══ Records to process

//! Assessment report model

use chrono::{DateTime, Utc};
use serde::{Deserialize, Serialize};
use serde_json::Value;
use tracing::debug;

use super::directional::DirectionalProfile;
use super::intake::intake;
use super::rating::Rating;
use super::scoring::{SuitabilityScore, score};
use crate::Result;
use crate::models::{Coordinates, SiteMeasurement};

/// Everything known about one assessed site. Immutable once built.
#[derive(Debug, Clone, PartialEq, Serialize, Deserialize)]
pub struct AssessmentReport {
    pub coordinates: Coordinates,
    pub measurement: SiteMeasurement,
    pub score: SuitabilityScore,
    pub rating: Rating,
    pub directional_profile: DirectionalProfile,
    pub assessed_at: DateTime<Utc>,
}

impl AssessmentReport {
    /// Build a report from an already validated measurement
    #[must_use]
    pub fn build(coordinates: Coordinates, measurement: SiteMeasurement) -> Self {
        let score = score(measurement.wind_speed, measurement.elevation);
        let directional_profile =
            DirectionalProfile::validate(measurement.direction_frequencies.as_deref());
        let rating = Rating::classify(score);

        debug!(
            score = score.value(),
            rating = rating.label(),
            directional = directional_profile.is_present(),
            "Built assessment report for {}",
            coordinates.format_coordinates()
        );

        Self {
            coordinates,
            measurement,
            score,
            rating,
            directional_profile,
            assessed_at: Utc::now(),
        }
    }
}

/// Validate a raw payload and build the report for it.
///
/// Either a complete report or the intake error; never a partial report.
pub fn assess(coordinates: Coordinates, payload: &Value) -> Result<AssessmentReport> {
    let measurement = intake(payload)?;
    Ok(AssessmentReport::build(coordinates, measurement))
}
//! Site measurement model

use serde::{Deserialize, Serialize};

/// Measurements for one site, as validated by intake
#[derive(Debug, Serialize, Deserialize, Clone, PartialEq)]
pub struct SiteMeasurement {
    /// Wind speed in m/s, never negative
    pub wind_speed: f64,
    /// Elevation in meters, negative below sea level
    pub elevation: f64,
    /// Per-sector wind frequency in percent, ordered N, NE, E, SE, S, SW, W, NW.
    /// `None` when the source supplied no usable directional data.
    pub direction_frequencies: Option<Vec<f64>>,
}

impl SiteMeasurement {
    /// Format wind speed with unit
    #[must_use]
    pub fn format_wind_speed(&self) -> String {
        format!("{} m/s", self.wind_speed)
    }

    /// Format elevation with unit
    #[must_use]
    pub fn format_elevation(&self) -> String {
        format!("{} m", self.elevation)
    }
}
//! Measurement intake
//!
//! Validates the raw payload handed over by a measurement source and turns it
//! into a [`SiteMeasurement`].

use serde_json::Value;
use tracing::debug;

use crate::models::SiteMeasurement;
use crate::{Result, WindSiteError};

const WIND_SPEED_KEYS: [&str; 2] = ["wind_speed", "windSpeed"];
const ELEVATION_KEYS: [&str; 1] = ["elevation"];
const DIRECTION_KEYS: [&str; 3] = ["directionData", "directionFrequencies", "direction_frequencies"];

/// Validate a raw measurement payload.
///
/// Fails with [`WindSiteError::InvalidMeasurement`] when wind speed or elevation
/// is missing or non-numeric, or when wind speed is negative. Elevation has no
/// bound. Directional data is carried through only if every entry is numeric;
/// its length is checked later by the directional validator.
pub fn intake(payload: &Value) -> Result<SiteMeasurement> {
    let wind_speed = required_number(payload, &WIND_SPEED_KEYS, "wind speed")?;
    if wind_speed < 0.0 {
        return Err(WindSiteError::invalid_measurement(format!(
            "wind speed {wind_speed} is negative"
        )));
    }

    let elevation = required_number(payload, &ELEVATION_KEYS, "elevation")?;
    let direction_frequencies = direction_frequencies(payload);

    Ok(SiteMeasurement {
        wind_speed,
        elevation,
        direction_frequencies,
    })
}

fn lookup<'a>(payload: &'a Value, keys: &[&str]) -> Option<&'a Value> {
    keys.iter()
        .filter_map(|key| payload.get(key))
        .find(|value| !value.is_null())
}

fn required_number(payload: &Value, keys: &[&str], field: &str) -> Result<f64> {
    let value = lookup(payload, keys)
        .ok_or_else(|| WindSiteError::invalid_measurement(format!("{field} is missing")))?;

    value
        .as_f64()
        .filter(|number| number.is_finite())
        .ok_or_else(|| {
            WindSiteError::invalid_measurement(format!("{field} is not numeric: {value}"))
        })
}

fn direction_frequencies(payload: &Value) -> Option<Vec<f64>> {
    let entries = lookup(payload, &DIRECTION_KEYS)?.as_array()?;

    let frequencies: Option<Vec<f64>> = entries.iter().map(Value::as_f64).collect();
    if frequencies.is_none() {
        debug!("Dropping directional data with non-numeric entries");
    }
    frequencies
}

════

**Problem details**
Repeat the full set of records above character for character.

**Result of this task**
//! Assessment report model

use chrono::{DateTime, Utc};
use serde::{Deserialize, Serialize};
use serde_json::Value;
use tracing::debug;

use super::directional::DirectionalProfile;
use super::intake::intake;
use super::rating::Rating;
use super::scoring::{SuitabilityScore, score};
use crate::Result;
use crate::models::{Coordinates, SiteMeasurement};

/// Everything known about one assessed site. Immutable once built.
#[derive(Debug, Clone, PartialEq, Serialize, Deserialize)]
pub struct AssessmentReport {
    pub coordinates: Coordinates,
    pub measurement: SiteMeasurement,
    pub score: SuitabilityScore,
    pub rating: Rating,
    pub directional_profile: DirectionalProfile,
    pub assessed_at: DateTime<Utc>,
}

impl AssessmentReport {
    /// Build a report from an already validated measurement
    #[must_use]
    pub fn build(coordinates: Coordinates, measurement: SiteMeasurement) -> Self {
        let score = score(measurement.wind_speed, measurement.elevation);
        let directional_profile =
            DirectionalProfile::validate(measurement.direction_frequencies.as_deref());
        let rating = Rating::classify(score);

        debug!(
            score = score.value(),
            rating = rating.label(),
            directional = directional_profile.is_present(),
            "Built assessment report for {}",
            coordinates.format_coordinates()
        );

        Self {
            coordinates,
            measurement,
            score,
            rating,
            directional_profile,
            assessed_at: Utc::now(),
        }
    }
}

/// Validate a raw payload and build the report for it.
///
/// Either a complete report or the intake error; never a partial report.
pub fn assess(coordinates: Coordinates, payload: &Value) -> Result<AssessmentReport> {
    let measurement = intake(payload)?;
    Ok(AssessmentReport::build(coordinates, measurement))
}
//! Site measurement model

use serde::{Deserialize, Serialize};

/// Measurements for one site, as validated by intake
#[derive(Debug, Serialize, Deserialize, Clone, PartialEq)]
pub struct SiteMeasurement {
    /// Wind speed in m/s, never negative
    pub wind_speed: f64,
    /// Elevation in meters, negative below sea level
    pub elevation: f64,
    /// Per-sector wind frequency in percent, ordered N, NE, E, SE, S, SW, W, NW.
    /// `None` when the source supplied no usable directional data.
    pub direction_frequencies: Option<Vec<f64>>,
}

impl SiteMeasurement {
    /// Format wind speed with unit
    #[must_use]
    pub fn format_wind_speed(&self) -> String {
        format!("{} m/s", self.wind_speed)
    }

    /// Format elevation with unit
    #[must_use]
    pub fn format_elevation(&self) -> String {
        format!("{} m", self.elevation)
    }
}
//! Measurement intake
//!
//! Validates the raw payload handed over by a measurement source and turns it
//! into a [`SiteMeasurement`].

use serde_json::Value;
use tracing::debug;

use crate::models::SiteMeasurement;
use crate::{Result, WindSiteError};

const WIND_SPEED_KEYS: [&str; 2] = ["wind_speed", "windSpeed"];
const ELEVATION_KEYS: [&str; 1] = ["elevation"];
const DIRECTION_KEYS: [&str; 3] = ["directionData", "directionFrequencies", "direction_frequencies"];

/// Validate a raw measurement payload.
///
/// Fails with [`WindSiteError::InvalidMeasurement`] when wind speed or elevation
/// is missing or non-numeric, or when wind speed is negative. Elevation has no
/// bound. Directional data is carried through only if every entry is numeric;
/// its length is checked later by the directional validator.
pub fn intake(payload: &Value) -> Result<SiteMeasurement> {
    let wind_speed = required_number(payload, &WIND_SPEED_KEYS, "wind speed")?;
    if wind_speed < 0.0 {
        return Err(WindSiteError::invalid_measurement(format!(
            "wind speed {wind_speed} is negative"
        )));
    }

    let elevation = required_number(payload, &ELEVATION_KEYS, "elevation")?;
    let direction_frequencies = direction_frequencies(payload);

    Ok(SiteMeasurement {
        wind_speed,
        elevation,
        direction_frequencies,
    })
}

fn lookup<'a>(payload: &'a Value, keys: &[&str]) -> Option<&'a Value> {
    keys.iter()
        .filter_map(|key| payload.get(key))
        .find(|value| !value.is_null())
}

fn required_number(payload: &Value, keys: &[&str], field: &str) -> Result<f64> {
    let value = lookup(payload, keys)
        .ok_or_else(|| WindSiteError::invalid_measurement(format!("{field} is missing")))?;

    value
        .as_f64()
        .filter(|number| number.is_finite())
        .ok_or_else(|| {
            WindSiteError::invalid_measurement(format!("{field} is not numeric: {value}"))
        })
}

fn direction_frequencies(payload: &Value) -> Option<Vec<f64>> {
    let entries = lookup(payload, &DIRECTION_KEYS)?.as_array()?;

    let frequencies: Option<Vec<f64>> = entries.iter().map(Value::as_f64).collect();
    if frequencies.is_none() {
        debug!("Dropping directional data with non-numeric entries");
    }
    frequencies
}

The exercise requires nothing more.